There's always room for G-U-L-A-M-A-N.
While this LA Times article provides great examples of edible cocktails, I used this recent recipe from Sunset Magazine as my inspiration for my own jellied cocktails. The Sunset recipe combined rangpur lime juice, gelatin, and tequila for a margarita-like gel cocktail, whereas I just subbed in Kalamansi juice and gulaman for the rangpur and gelatin.
"Gulaman" and "Agar" are technically the same thing (both being made from red seaweed), but I've found that they are usually packaged differently in stores. Gulaman can be found in various forms at most Asian markets. It can come in solid bar form, powdered, or even in flakes. There is even flavored gulaman in packages similar to jello boxes, emblazoned with whatever fruit it's supposed to taste like. However, I couldn't find any unflavored packages labeled as "gulaman" but I was able to find packets of a Thai brand of Agar-Agar powder that contained no artificial flavors or colors--it was just plain and simple agar powder.
Agar-agar powder powder
Generally speaking, 1 teaspoon of Agar powder is needed per 1 cup of liquid. But because I've never worked with gulaman or agar before, I was worried that the acid in the kalamansi juice or the alcohol in the tequila would interfere with everything setting up.
So I decided to double up on the Agar powder on my first run-through for my recipe (4 teaspoons of agar, 2 cups of liquid). Although everything tasted fine with this ratio, the texture was just too firm. So I made another batch, this time with 2 teaspoons of agar to 2 cups of liquid, and the texture was just right--lots of wobble and wiggle but still firm enough to grasp with the fingers. Ultimately, I found that neither the kalamansi juice nor the tequila interfered with the solution firming up into a gel.
I can certainly attest to the strength of these little shooters, I popped a few and did get a nice little buzz going. While I used tequila in my recipe, I think gin or vodka would work just as well--especially if you make your own Kalamansi-Infused Vodka.
And for those of you who only associate jello shots with college tomfoolery and shenanigans (ah, good times), well, I can't really blame you. But if you do your jelly shots right and dress them up a bit, you can serve them as fancy-pants hors d'oeuvres at your own fancy-pants dinner party.
Ooooh lar lar! Dixie cup upgrade!
Kalamansi Gulaman Shooters
2 teaspoons Agar-Agar powder (can be found at Asian market)
1/2 cup water
1 cup fresh kalamansi juice
1 cup sugar
1/2 cup silver tequila
Sea salt for sprinkling (optional), Ilocano sea salt if you've got it
In a small saucepan, combine the agar-agar powder and water and allow to sit for 10 minutes. Add 1/2 cup of the kalamansi juice and all of the sugar to the pan. Bring pan to a boil, then reduce heat and simmer for 5 minutes, stirring continuously with a rubber spatula and ensuring the sugar dissolves.

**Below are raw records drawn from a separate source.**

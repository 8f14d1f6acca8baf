use crate::error::{SfResult, StabForgeError};
use clap::{parser::ValueSource, ArgMatches, Args, ValueEnum};
use serde::{Deserialize, Serialize};
use std::fs;
use std::path::Path;
use strum_macros::{Display, EnumIter, EnumString};

#[derive(Args, Debug, Clone, Serialize, Deserialize, Default)]
#[serde(default)]
pub struct Config {
    #[command(flatten)]
    pub search: SearchParams,
    #[command(flatten)]
    pub sampler: SamplerParams,
    #[command(flatten)]
    pub noise: NoiseParams,
}

#[derive(Args, Debug, Clone, Serialize, Deserialize)]
#[serde(default)]
pub struct SearchParams {
    #[arg(long, default_value_t = 100)]
    pub max_iterations: usize,
    /// Steps without a new best before the search counts as converged.
    #[arg(long, default_value_t = 20)]
    pub patience: usize,
    /// Independent searches run in parallel; the best one is reported.
    #[arg(long, default_value_t = 1)]
    pub restarts: usize,
}

impl Default for SearchParams {
    fn default() -> Self {
        Self {
            max_iterations: 100,
            patience: 20,
            restarts: 1,
        }
    }
}

#[derive(
    Debug, Clone, Copy, PartialEq, Eq, Serialize, Deserialize, ValueEnum, Display, EnumString, EnumIter,
)]
#[serde(rename_all = "snake_case")]
#[strum(serialize_all = "snake_case")]
pub enum InitStrategy {
    /// Paired ZZ/XX generators, then validated random flips.
    Structured,
    /// Row-by-row rejection sampling of random generators.
    Random,
}

#[derive(Args, Debug, Clone, Serialize, Deserialize)]
#[serde(default)]
pub struct SamplerParams {
    #[arg(long, default_value_t = 1)]
    pub flips_min: usize,
    #[arg(long, default_value_t = 2)]
    pub flips_max: usize,
    #[arg(long, default_value_t = 64)]
    pub perturb_retries: usize,
    #[arg(long, default_value_t = 8)]
    pub init_flips: usize,
    #[arg(long, default_value_t = 256)]
    pub init_attempts: usize,
    #[arg(long, value_enum, default_value_t = InitStrategy::Structured)]
    pub init_strategy: InitStrategy,
}

impl Default for SamplerParams {
    fn default() -> Self {
        Self {
            flips_min: 1,
            flips_max: 2,
            perturb_retries: 64,
            init_flips: 8,
            init_attempts: 256,
            init_strategy: InitStrategy::Structured,
        }
    }
}

#[derive(Args, Debug, Clone, Serialize, Deserialize)]
#[serde(default)]
pub struct NoiseParams {
    /// Prefactor `A` of the threshold scaling law.
    #[arg(long, default_value_t = 0.1)]
    pub prefactor: f64,
    #[arg(long, default_value_t = 0.03)]
    pub threshold_depolarizing: f64,
    #[arg(long, default_value_t = 0.04)]
    pub threshold_amplitude_damping: f64,
    #[arg(long, default_value_t = 0.05)]
    pub threshold_biased: f64,
    /// Z:X error ratio of the biased channel.
    #[arg(long, default_value_t = 10.0)]
    pub bias_ratio: f64,
    #[arg(long, default_value_t = 4.0)]
    pub undetected_penalty: f64,
    #[arg(long, default_value_t = 0.5)]
    pub weight_penalty: f64,
}

impl Default for NoiseParams {
    fn default() -> Self {
        Self {
            prefactor: 0.1,
            threshold_depolarizing: 0.03,
            threshold_amplitude_damping: 0.04,
            threshold_biased: 0.05,
            bias_ratio: 10.0,
            undetected_penalty: 4.0,
            weight_penalty: 0.5,
        }
    }
}

impl Config {
    pub fn load_from_file<P: AsRef<Path>>(path: P) -> SfResult<Self> {
        let content = fs::read_to_string(path)?;
        let config: Config = serde_json::from_str(&content)?;
        config.validate()?;
        Ok(config)
    }

    /// Overwrites fields the user typed on the command line; file values win otherwise.
    pub fn merge_from_cli(&mut self, cli: &Config, matches: &ArgMatches) {
        macro_rules! update_if_present {
            ($section:ident . $field:ident) => {
                if matches.value_source(stringify!($field)) == Some(ValueSource::CommandLine) {
                    self.$section.$field = cli.$section.$field.clone();
                }
            };
        }

        update_if_present!(search.max_iterations);
        update_if_present!(search.patience);
        update_if_present!(search.restarts);

        update_if_present!(sampler.flips_min);
        update_if_present!(sampler.flips_max);
        update_if_present!(sampler.perturb_retries);
        update_if_present!(sampler.init_flips);
        update_if_present!(sampler.init_attempts);
        update_if_present!(sampler.init_strategy);

        update_if_present!(noise.prefactor);
        update_if_present!(noise.threshold_depolarizing);
        update_if_present!(noise.threshold_amplitude_damping);
        update_if_present!(noise.threshold_biased);
        update_if_present!(noise.bias_ratio);
        update_if_present!(noise.undetected_penalty);
        update_if_present!(noise.weight_penalty);
    }

    pub fn validate(&self) -> SfResult<()> {
        self.sampler.validate()?;
        self.noise.validate()?;
        if self.search.restarts == 0 {
            return Err(StabForgeError::Config("restarts must be at least 1".into()));
        }
        Ok(())
    }
}

impl SamplerParams {
    pub fn validate(&self) -> SfResult<()> {
        if self.flips_min == 0 {
            return Err(StabForgeError::invalid("flips_min", "flips_min >= 1", 0));
        }
        if self.flips_min > self.flips_max {
            return Err(StabForgeError::invalid(
                "flips_max",
                format!("flips_max >= flips_min ({})", self.flips_min),
                self.flips_max,
            ));
        }
        Ok(())
    }
}

impl NoiseParams {
    pub fn validate(&self) -> SfResult<()> {
        let positive = [
            ("prefactor", self.prefactor),
            ("threshold_depolarizing", self.threshold_depolarizing),
            ("threshold_amplitude_damping", self.threshold_amplitude_damping),
            ("threshold_biased", self.threshold_biased),
            ("bias_ratio", self.bias_ratio),
        ];
        for (name, value) in positive {
            if !(value.is_finite() && value > 0.0) {
                return Err(StabForgeError::invalid(name, "a positive finite number", value));
            }
        }
        for (name, value) in [
            ("undetected_penalty", self.undetected_penalty),
            ("weight_penalty", self.weight_penalty),
        ] {
            if !(value.is_finite() && value >= 0.0) {
                return Err(StabForgeError::invalid(name, "a non-negative finite number", value));
            }
        }
        Ok(())
    }
}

Remove pan from heat, then pour contents into a separate bowl. Add the rest of the kalamansi juice to the bowl and continue to stir. Place the bowl over an ice bath and continue stirring vigorously until mixture cools to the touch, 1-2 minutes (you just want it to cool down enough so you can add the tequila without cooking out any of the alcohol).
Once the juice mixture has cooled to the touch (you can stick your finger in it without saying "ouch"), add the tequila. The mixture will immediately begin setting up and stiffening, but keep stirring vigorously to ensure tequila is incorporated.
Pour the mixture into a loaf pan lined with plastic wrap.
Allow the mixture to harden at room temperature, about 10 minutes. You can also place the hardened gulaman into the refrigerator if you'd like, but once set, it will not melt at room temperature.
When you are ready to serve, pull the gulaman out of the pan by lifting the plastic wrap. Slice the gulaman into bite-sized cubes and serve on a large platter, or in individual salt-rimmed shot glasses.